> **Your task**
The required result is every line of the records that includes "value".

Excerpts from a dataset:
______________________________

//! Language registry: extensions, tiers and tree-sitter node categories.
//!
//! Every language is a [`LanguageEntry`] value. Extraction and call-graph code
//! only ever consult the entry's [`Grammar`] tables, so supporting a new
//! language means registering another entry.

use std::collections::{HashMap, HashSet};
use std::fmt;
use std::path::Path;

use serde::{Deserialize, Serialize};

/// Language id used for files handled by the paragraph splitter.
pub const TEXT_LANGUAGE: &str = "text";

/// Extraction tier of a file.
#[derive(Debug, Clone, Copy, PartialEq, Eq, Hash, Serialize, Deserialize)]
pub enum Tier {
    /// Syntax-aware extraction through a tree-sitter grammar.
    One,
    /// Blank-line paragraph splitting.
    Two,
}

impl Tier {
    #[must_use]
    pub fn as_i64(self) -> i64 {
        match self {
            Self::One => 1,
            Self::Two => 2,
        }
    }

    #[must_use]
    pub fn from_i64(v: i64) -> Self {
        if v == 1 { Self::One } else { Self::Two }
    }
}

/// Syntax-node categories of a Tier-1 grammar.
#[derive(Debug, Clone, Copy, Default)]
pub struct Grammar {
    /// Function definitions; nested inside a class they become methods.
    pub functions: &'static [&'static str],
    /// Definitions that are always methods (e.g. Go `method_declaration`).
    pub methods: &'static [&'static str],
    /// Class, struct, trait and interface definitions.
    pub classes: &'static [&'static str],
    /// Call expressions.
    pub calls: &'static [&'static str],
    /// Fields of a call node holding the callee, tried in order.
    pub callee_fields: &'static [&'static str],
    /// Plain identifier kinds a callee reduces to.
    pub identifiers: &'static [&'static str],
    /// Import statements, collected as chunk context.
    pub imports: &'static [&'static str],
    /// Declarators naming an anonymous function value (`const f = () => {}`).
    pub bindings: &'static [&'static str],
    /// Anonymous function kinds accepted as a binding value.
    pub lambdas: &'static [&'static str],
    /// Type name kinds, used for receiver and impl owners.
    pub type_identifiers: &'static [&'static str],
}

/// One registered language.
#[derive(Clone)]
pub struct LanguageEntry {
    pub id: &'static str,
    pub extensions: &'static [&'static str],
    pub grammar: Option<Grammar>,
    pub language: Option<tree_sitter::Language>,
}

impl LanguageEntry {
    /// Tier-1 only when both the node tables and a compiled grammar are present.
    #[must_use]
    pub fn tier(&self) -> Tier {
        if self.grammar.is_some() && self.language.is_some() {
            Tier::One
        } else {
            Tier::Two
        }
    }
}

impl fmt::Debug for LanguageEntry {
    fn fmt(&self, f: &mut fmt::Formatter<'_>) -> fmt::Result {
        f.debug_struct("LanguageEntry")
            .field("id", &self.id)
            .field("extensions", &self.extensions)
            .field("tier", &self.tier())
            .finish_non_exhaustive()
    }
}

/// Outcome of resolving a path against the registry.
#[derive(Debug, Clone, Copy)]
pub enum Lookup<'a> {
    Language(&'a LanguageEntry),
    /// Unregistered extension; handled by the Tier-2 splitter.
    Text,
    /// Binary extension; never indexed.
    Skip,
}

/// Extensions never read as source.
pub const DEFAULT_BINARY_EXTENSIONS: &[&str] = &[
    "png", "jpg", "jpeg", "gif", "bmp", "ico", "webp", "tiff", "psd", "pdf", "zip", "gz", "tgz",
    "bz2", "xz", "7z", "rar", "tar", "jar", "war", "class", "so", "dll", "dylib", "exe", "bin",
    "o", "a", "lib", "obj", "pyc", "pyo", "whl", "woff", "woff2", "ttf", "otf", "eot", "mp3",
    "mp4", "wav", "ogg", "flac", "avi", "mov", "mkv", "webm", "sqlite", "db", "npy", "pkl",
];

/// Extension → language table, built once at startup and shared read-only.
#[derive(Debug, Clone)]
pub struct GrammarRegistry {
    entries: Vec<LanguageEntry>,
    by_ext: HashMap<String, usize>,
    skip_exts: HashSet<String>,
}

impl GrammarRegistry {
    /// Empty registry with no languages and no skipped extensions.
    #[must_use]
    pub fn empty() -> Self {
        Self {
            entries: Vec::new(),
            by_ext: HashMap::new(),
            skip_exts: HashSet::new(),
        }
    }

    /// Registry with every built-in language and the default binary set.
    #[must_use]
    pub fn builtin() -> Self {
        let mut registry = Self::empty();
        for entry in builtin_entries() {
            registry.register(entry);
        }
        registry.skip_extensions(DEFAULT_BINARY_EXTENSIONS.iter().copied());
        registry
    }

    /// Register a language. Later registrations win for shared extensions.
    pub fn register(&mut self, entry: LanguageEntry) {
        let idx = match self.entries.iter().position(|e| e.id == entry.id) {
            Some(idx) => {
                self.entries[idx] = entry;
                idx
            }
            None => {
                self.entries.push(entry);
                self.entries.len() - 1
            }
        };
        for ext in self.entries[idx].extensions {
            self.by_ext.insert(ext.to_ascii_lowercase(), idx);
        }
    }

    /// Add extensions whose files are skipped outright.
    pub fn skip_extensions<'a>(&mut self, exts: impl IntoIterator<Item = &'a str>) {
        self.skip_exts
            .extend(exts.into_iter().map(|e| e.trim_start_matches('.').to_ascii_lowercase()));
    }

    /// Resolve a path by its extension, case-insensitively.
    #[must_use]
    pub fn lookup(&self, path: &Path) -> Lookup<'_> {
        let Some(ext) = path.extension().and_then(|e| e.to_str()) else {
            return Lookup::Text;
        };
        let ext = ext.to_ascii_lowercase();
        if self.skip_exts.contains(&ext) {
            return Lookup::Skip;
        }
        match self.by_ext.get(&ext) {
            Some(&idx) => Lookup::Language(&self.entries[idx]),
            None => Lookup::Text,
        }
    }

    #[must_use]
    pub fn get(&self, id: &str) -> Option<&LanguageEntry> {
        self.entries.iter().find(|e| e.id == id)
    }

    pub fn entries(&self) -> impl Iterator<Item = &LanguageEntry> {
        self.entries.iter()
    }
}

impl Default for GrammarRegistry {
    fn default() -> Self {
        Self::builtin()
    }
}

/// Compiled tree-sitter grammar for a built-in id. Returns `None` if the
/// corresponding feature is not enabled.
fn compiled_grammar(id: &str) -> Option<tree_sitter::Language> {
    match id {
        #[cfg(feature = "lang-python")]
        "python" => Some(tree_sitter_python::LANGUAGE.into()),
        #[cfg(feature = "lang-rust")]
        "rust" => Some(tree_sitter_rust::LANGUAGE.into()),
        #[cfg(feature = "lang-js")]
        "javascript" => Some(tree_sitter_javascript::LANGUAGE.into()),
        #[cfg(feature = "lang-js")]
        "typescript" => Some(tree_sitter_typescript::LANGUAGE_TYPESCRIPT.into()),
        #[cfg(feature = "lang-js")]
        "tsx" => Some(tree_sitter_typescript::LANGUAGE_TSX.into()),
        #[cfg(feature = "lang-go")]
        "go" => Some(tree_sitter_go::LANGUAGE.into()),
        #[cfg(feature = "lang-java")]
        "java" => Some(tree_sitter_java::LANGUAGE.into()),
        #[cfg(feature = "lang-bash")]
        "bash" => Some(tree_sitter_bash::LANGUAGE.into()),
        _ => None,
    }
}

const PYTHON: Grammar = Grammar {
    functions: &["function_definition"],
    methods: &[],
    classes: &["class_definition"],
    calls: &["call"],
    callee_fields: &["function"],
    identifiers: &["identifier"],
    imports: &["import_statement", "import_from_statement"],
    bindings: &[],
    lambdas: &[],
    type_identifiers: &[],
};

const RUST: Grammar = Grammar {
    functions: &["function_item"],
    methods: &[],
    classes: &["struct_item", "enum_item", "union_item", "trait_item", "impl_item"],
    calls: &["call_expression"],
    callee_fields: &["function"],
    identifiers: &["identifier", "field_identifier"],
    imports: &["use_declaration"],
    bindings: &[],
    lambdas: &[],
    type_identifiers: &["type_identifier"],
};

const JAVASCRIPT: Grammar = Grammar {
    functions: &["function_declaration", "generator_function_declaration"],
    methods: &["method_definition"],
    classes: &["class_declaration"],
    calls: &["call_expression"],
    callee_fields: &["function"],
    identifiers: &["identifier", "property_identifier"],
    imports: &["import_statement"],
    bindings: &["variable_declarator"],
    lambdas: &["arrow_function", "function_expression", "function"],
    type_identifiers: &[],
};

const TYPESCRIPT: Grammar = Grammar {
    functions: &["function_declaration", "generator_function_declaration"],
    methods: &["method_definition"],
    classes: &[
        "class_declaration",
        "abstract_class_declaration",
        "interface_declaration",
    ],
    calls: &["call_expression"],
    callee_fields: &["function"],
    identifiers: &["identifier", "property_identifier"],
    imports: &["import_statement"],
    bindings: &["variable_declarator"],
    lambdas: &["arrow_function", "function_expression", "function"],
    type_identifiers: &["type_identifier"],
};

const GO: Grammar = Grammar {
    functions: &["function_declaration"],
    methods: &["method_declaration"],
    classes: &["type_spec"],
    calls: &["call_expression"],
    callee_fields: &["function"],
    identifiers: &["identifier", "field_identifier"],
    imports: &["import_declaration"],
    bindings: &[],
    lambdas: &[],
    type_identifiers: &["type_identifier"],
};

const JAVA: Grammar = Grammar {
    functions: &["method_declaration", "constructor_declaration"],
    methods: &[],
    classes: &[
        "class_declaration",
        "interface_declaration",
        "enum_declaration",
        "record_declaration",
    ],
    calls: &["method_invocation", "object_creation_expression"],
    callee_fields: &["name", "type"],
    identifiers: &["identifier", "type_identifier"],
    imports: &["import_declaration"],
    bindings: &[],
    lambdas: &[],
    type_identifiers: &["type_identifier"],
};

const BASH: Grammar = Grammar {
    functions: &["function_definition"],
    methods: &[],
    classes: &[],
    calls: &["command"],
    callee_fields: &["name"],
    identifiers: &["command_name", "word"],
    imports: &[],
    bindings: &[],
    lambdas: &[],
    type_identifiers: &[],
};

fn builtin_entries() -> Vec<LanguageEntry> {
    let table: [(&'static str, &'static [&'static str], Grammar); 8] = [
        ("python", &["py", "pyi"], PYTHON),
        ("rust", &["rs"], RUST),
        ("javascript", &["js", "jsx", "mjs", "cjs"], JAVASCRIPT),
        ("typescript", &["ts", "mts", "cts"], TYPESCRIPT),
        ("tsx", &["tsx"], TYPESCRIPT),
        ("go", &["go"], GO),
        ("java", &["java"], JAVA),
        ("bash", &["sh", "bash"], BASH),
    ];
    table
        .into_iter()
        .map(|(id, extensions, grammar)| LanguageEntry {
            id,
            extensions,
            grammar: Some(grammar),
            language: compiled_grammar(id),
        })
        .collect()
}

______________________________

> **Answer section**
//! Every language is a [`LanguageEntry`] value. Extraction and call-graph code
    /// Declarators naming an anonymous function value (`const f = () => {}`).
    /// Anonymous function kinds accepted as a binding value.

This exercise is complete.